12:00 pm – 12:45 pm Arrival & Welcome
12:45 pm – 1:15 pm Welcome & Input by Dr. Rena Onat
1:15 pm  – 1:45 pm Keynote by Jin Haritaworn
1:45 pm – 2:30 pm Break
2:30 pm – 3:30 pm Workshops
3:30 pm – 4:00 pm Break
4:00 pm – 4:30 pm Documentation of the Queer of Color Critique Keynotey by Dr. Chandra Frank & Gayatri Gopinath, 2021
4:30 pm – 6:00 pm Panel

Information on the programme & workshops in DGS

Our Workshops

Workshop #1 with Sailesh Naidu: Poetic Collage
The workshop will take place in English spoken language, interpretation into German Sign Language or German spoken language are possible.


Participants will craft visual poetry on the topics of identity, resistance, and change. 

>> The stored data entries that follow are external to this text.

use crate::error::PipelineError;

#[derive(Debug, Clone, PartialEq, Eq)]
enum Line {
    Blank,
    Comment(String),
    Entry(Entry),
}

#[derive(Debug, Clone, PartialEq, Eq)]
struct Entry {
    key: String,
    separator: String,
    value: String,
}

impl Entry {
    fn new(key: &str, value: &str) -> Self {
        Self {
            key: key.to_string(),
            separator: " = ".to_string(),
            value: value.to_string(),
        }
    }

    fn matches(&self, key: &str) -> bool {
        self.key.eq_ignore_ascii_case(key)
    }

    fn set_value(&mut self, value: &str) {
        if self.value.is_empty() && !self.separator.ends_with(char::is_whitespace) {
            self.separator.push(' ');
        }
        self.value = value.to_string();
    }
}

#[derive(Debug, Clone, PartialEq, Eq)]
struct Section {
    name: String,
    header: String,
    lines: Vec<Line>,
}

impl Section {
    fn new(name: &str) -> Self {
        Self {
            name: name.to_string(),
            header: format!("[{name}]"),
            lines: Vec::new(),
        }
    }

    fn entries(&self) -> impl Iterator<Item = &Entry> {
        self.lines.iter().filter_map(|line| match line {
            Line::Entry(entry) => Some(entry),
            _ => None,
        })
    }

    fn entry_mut(&mut self, key: &str) -> Option<&mut Entry> {
        self.lines.iter_mut().find_map(|line| match line {
            Line::Entry(entry) if entry.matches(key) => Some(entry),
            _ => None,
        })
    }

    fn insert(&mut self, entry: Entry) {
        let position = self
            .lines
            .iter()
            .rposition(|line| !matches!(line, Line::Blank))
            .map(|index| index + 1)
            .unwrap_or(0);
        self.lines.insert(position, Line::Entry(entry));
    }
}

#[derive(Debug, Clone, Default, PartialEq, Eq)]
pub struct IniDocument {
    preamble: Vec<Line>,
    sections: Vec<Section>,
}

impl IniDocument {
    pub fn parse(content: &str) -> Result<Self, PipelineError> {
        let mut document = IniDocument::default();

        for (index, raw) in content.lines().enumerate() {
            let line_no = index + 1;
            let trimmed = raw.trim();

            if trimmed.is_empty() {
                document.current_lines().push(Line::Blank);
                continue;
            }

            if trimmed.starts_with('#') || trimmed.starts_with(';') {
                document.current_lines().push(Line::Comment(raw.to_string()));
                continue;
            }

            let indented = raw.starts_with(|ch: char| ch.is_whitespace());
            if indented {
                if let Some(Line::Entry(entry)) = document.current_lines().last_mut() {
                    entry.value.push('\n');
                    entry.value.push_str(raw.trim_end());
                    continue;
                }
            }

            if trimmed.starts_with('[') {
                let name = trimmed
                    .strip_prefix('[')
                    .and_then(|rest| rest.strip_suffix(']'))
                    .map(str::trim)
                    .filter(|name| !name.is_empty())
                    .ok_or_else(|| {
                        PipelineError::ConfigParse(format!(
                            "line {line_no}: malformed section header `{trimmed}`"
                        ))
                    })?;
                if document.has_section(name) {
                    return Err(PipelineError::ConfigParse(format!(
                        "line {line_no}: duplicate section [{name}]"
                    )));
                }
                document.sections.push(Section {
                    name: name.to_string(),
                    header: raw.trim_end().to_string(),
                    lines: Vec::new(),
                });
                continue;
            }

            let entry = parse_entry(raw).ok_or_else(|| {
                PipelineError::ConfigParse(format!(
                    "line {line_no}: expected `key = value`, found `{trimmed}`"
                ))
            })?;
            let section = document.sections.last_mut().ok_or_else(|| {
                PipelineError::ConfigParse(format!(
                    "line {line_no}: key `{}` appears before any section header",
                    entry.key
                ))
            })?;
            if section.entries().any(|existing| existing.matches(&entry.key)) {
                return Err(PipelineError::ConfigParse(format!(
                    "line {line_no}: duplicate key `{}` in section [{}]",
                    entry.key, section.name
                )));
            }
            section.lines.push(Line::Entry(entry));
        }

        Ok(document)
    }

    pub fn render(&self) -> String {
        let mut out = String::new();
        for line in &self.preamble {
            push_line(&mut out, line);
        }
        for section in &self.sections {
            out.push_str(&section.header);
            out.push('\n');
            for line in &section.lines {
                push_line(&mut out, line);
            }
        }
        out
    }

    pub fn has_section(&self, name: &str) -> bool {
        self.section(name).is_some()
    }

    pub fn section_names(&self) -> impl Iterator<Item = &str> {
        self.sections.iter().map(|section| section.name.as_str())
    }

    pub fn keys<'a>(&'a self, section: &str) -> Vec<&'a str> {
        self.section(section)
            .map(|section| section.entries().map(|entry| entry.key.as_str()).collect())
            .unwrap_or_default()
    }

    pub fn get(&self, section: &str, key: &str) -> Option<&str> {
        self.section(section)?
            .entries()
            .find(|entry| entry.matches(key))
            .map(|entry| entry.value.as_str())
    }

    pub fn set(&mut self, section: &str, key: &str, value: &str) {
        if !self.has_section(section) {
            let needs_gap = self.sections.last().is_some_and(|last| {
                !matches!(last.lines.last(), Some(Line::Blank) | None)
            });
            if needs_gap {
                if let Some(last) = self.sections.last_mut() {
                    last.lines.push(Line::Blank);
                }
            }
            self.sections.push(Section::new(section));
        }

        let Some(target) = self.sections.iter_mut().find(|s| s.name == section) else {
            return;
        };
        match target.entry_mut(key) {
            Some(entry) => entry.set_value(value),
            None => target.insert(Entry::new(key, value)),
        }
    }

    fn section(&self, name: &str) -> Option<&Section> {
        self.sections.iter().find(|section| section.name == name)
    }

    fn current_lines(&mut self) -> &mut Vec<Line> {
        match self.sections.last_mut() {
            Some(section) => &mut section.lines,
            None => &mut self.preamble,
        }
    }
}

fn parse_entry(raw: &str) -> Option<Entry> {
    let body = raw.trim_start();
    let split = body.find(['=', ':'])?;
    let key = body[..split].trim_end();
    if key.is_empty() {
        return None;
    }
    let value = body[split + 1..].trim_start();
    let separator = &body[key.len()..body.len() - value.len()];
    Some(Entry {
        key: key.to_string(),
        separator: separator.to_string(),
        value: value.trim_end().to_string(),
    })
}

fn push_line(out: &mut String, line: &Line) {
    match line {
        Line::Blank => {}
        Line::Comment(text) => out.push_str(text),
        Line::Entry(entry) => {
            out.push_str(&entry.key);
            out.push_str(&entry.separator);
            out.push_str(&entry.value);
        }
    }
    out.push('\n');
}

Workshop #2 with Okan Kubus: Labels and intersectional Identitys: Perspectives of Queer of Color and Sign Language users
The workshop is open to people with at least basic sign language skills, e.g. who have completed at least 120 hours of a DGS course. The workshop will take place in German Sign Language and will be supported by interpretation.

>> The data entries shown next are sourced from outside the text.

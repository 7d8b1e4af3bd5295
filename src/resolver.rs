use std::fs;

use camino::{Utf8Path, Utf8PathBuf};

use crate::config::{BaseConfig, ConfigLoader};
use crate::domain::{GenomeReusePolicy, SampleCount};
use crate::error::PipelineError;
use crate::profile::ProfileFormat;
use crate::tools;

#[derive(Debug, Clone, PartialEq, Eq)]
pub struct ResolutionRequest {
    pub profile: Utf8PathBuf,
    pub profile_format: ProfileFormat,
    pub reference_genomes: Utf8PathBuf,
    pub additional_references: Option<Utf8PathBuf>,
    pub taxonomy: Utf8PathBuf,
    pub samples: SampleCount,
    pub policy: GenomeReusePolicy,
    pub seed: Option<i64>,
    pub output_dir: Utf8PathBuf,
    pub staging_dir: Utf8PathBuf,
}

impl ResolutionRequest {
    pub fn sample_count(&self) -> Option<u32> {
        self.samples.requested()
    }

    pub fn fill_up(&self) -> bool {
        self.policy.fill_up()
    }

    pub fn replace(&self) -> bool {
        self.policy.replace()
    }
}

#[derive(Debug, Clone)]
pub struct ResolvedRun {
    pub genome_count: u64,
    pub config: BaseConfig,
}

pub trait GenomeResolver: Send + Sync {
    fn resolve(
        &self,
        request: &ResolutionRequest,
        config: BaseConfig,
    ) -> Result<ResolvedRun, PipelineError>;
}

// Contract: reads `--config`, writes `--config-out`, prints the genome count last.
#[derive(Debug, Clone)]
pub struct CommandResolver {
    program: String,
}

impl CommandResolver {
    pub fn new(program: impl Into<String>) -> Self {
        Self {
            program: program.into(),
        }
    }

    pub fn arguments(
        request: &ResolutionRequest,
        config_in: &Utf8Path,
        config_out: &Utf8Path,
    ) -> Vec<String> {
        let mut args = vec![
            "--profile".to_string(),
            request.profile.to_string(),
            "--reference-genomes".to_string(),
            request.reference_genomes.to_string(),
            "--ncbi".to_string(),
            request.taxonomy.to_string(),
        ];
        if let Some(path) = &request.additional_references {
            args.push("--additional-references".to_string());
            args.push(path.to_string());
        }
        if let Some(count) = request.sample_count() {
            args.push("--samples".to_string());
            args.push(count.to_string());
        }
        if request.fill_up() {
            args.push("--fill-up".to_string());
        }
        if !request.replace() {
            args.push("--no-replace".to_string());
        }
        if let Some(seed) = request.seed {
            args.push("--seed".to_string());
            args.push(seed.to_string());
        }
        args.extend([
            "--output-directory".to_string(),
            request.output_dir.to_string(),
            "--tmp".to_string(),
            request.staging_dir.to_string(),
            "--config".to_string(),
            config_in.to_string(),
            "--config-out".to_string(),
            config_out.to_string(),
        ]);
        args
    }
}

impl GenomeResolver for CommandResolver {
    fn resolve(
        &self,
        request: &ResolutionRequest,
        config: BaseConfig,
    ) -> Result<ResolvedRun, PipelineError> {
        let program = tools::locate_program(&self.program)?;
        let config_in = request.staging_dir.join("base_config.ini");
        let config_out = request.staging_dir.join("resolved_config.ini");
        fs::write(config_in.as_std_path(), config.render())
            .map_err(|err| PipelineError::Filesystem(format!("write {config_in}: {err}")))?;

        let args = Self::arguments(request, &config_in, &config_out);
        tracing::debug!(program = %program.display(), ?args, "invoking genome resolver");
        let output = tools::run_captured(&program, &args).map_err(|err| {
            PipelineError::Resolution(format!("failed to run {}: {err}", program.display()))
        })?;
        for line in String::from_utf8_lossy(&output.stderr).lines() {
            tracing::debug!(target: "resolver", "{line}");
        }
        if !output.status.success() {
            return Err(PipelineError::Resolution(tools::failure_message(
                &program, &output,
            )));
        }

        let genome_count = parse_genome_count(&String::from_utf8_lossy(&output.stdout))?;
        let config = ConfigLoader::load(&config_out).map_err(|err| match err {
            PipelineError::MissingConfig(_) => PipelineError::Resolution(format!(
                "resolver did not write the updated config to {config_out}"
            )),
            other => other,
        })?;
        Ok(ResolvedRun {
            genome_count,
            config,
        })
    }
}

pub fn parse_genome_count(stdout: &str) -> Result<u64, PipelineError> {
    let last = stdout
        .lines()
        .map(str::trim)
        .rfind(|line| !line.is_empty())
        .ok_or_else(|| PipelineError::Resolution("resolver printed no genome count".to_string()))?;
    last.parse::<u64>().map_err(|_| {
        PipelineError::Resolution(format!("resolver printed an invalid genome count: {last}"))
    })
}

For me, I have found that the consequence of the multidimensional identities created through my socialisation is that I am ultimately unable to live any of my identities consistently. Instead, I feel forced to decide in favour of certain parts of my identities depending on the environment and context.
I am already confronted with this on a linguistic level: Let’s assume I find a community that I feel I belong to, or at least should feel I belong to, and enter into contact with it. First, there seems to be no language barrier; I can communicate with the members of the community in a language that is available to both sides. Then, however, I quickly realise that other identities of mine are not present in this community, are not lived and/or are not accepted. On a linguistic level, this means that there are simply no shared signs that I can use to describe my identities. I cannot give myself a sign language label or assign myself to one because I cannot even express certain dimensions of my identities in sign language in this community. In such situations, I am therefore forced to fall back on the linguistic means/resources that we share. For me, this means that I sometimes have to label and present myself as something that I am not necessarily exclusively. This means that I cannot linguistically show, present and express myself as Okan with all my multidimensional identities and be perceived accordingly.
This incomplete perception of my multidimensional identities and limited linguistically shared resources leads to experiences of discrimination for me. The visual aspect of sign languages, which is an essential part of the language but can also serve stereotypes to some extent, means that I am labelled as something with which I do not identify.
In this workshop, I would like to enter into an exchange with the participants and look together for strategies regarding sign language expressions. On the one hand, with regard to how we can deal with the presence of our diverse identities in certain spaces and communities and with labels that are ascribed to us by other people and, in a further step, even turn them away from us through alternative and appropriate sign language expressions.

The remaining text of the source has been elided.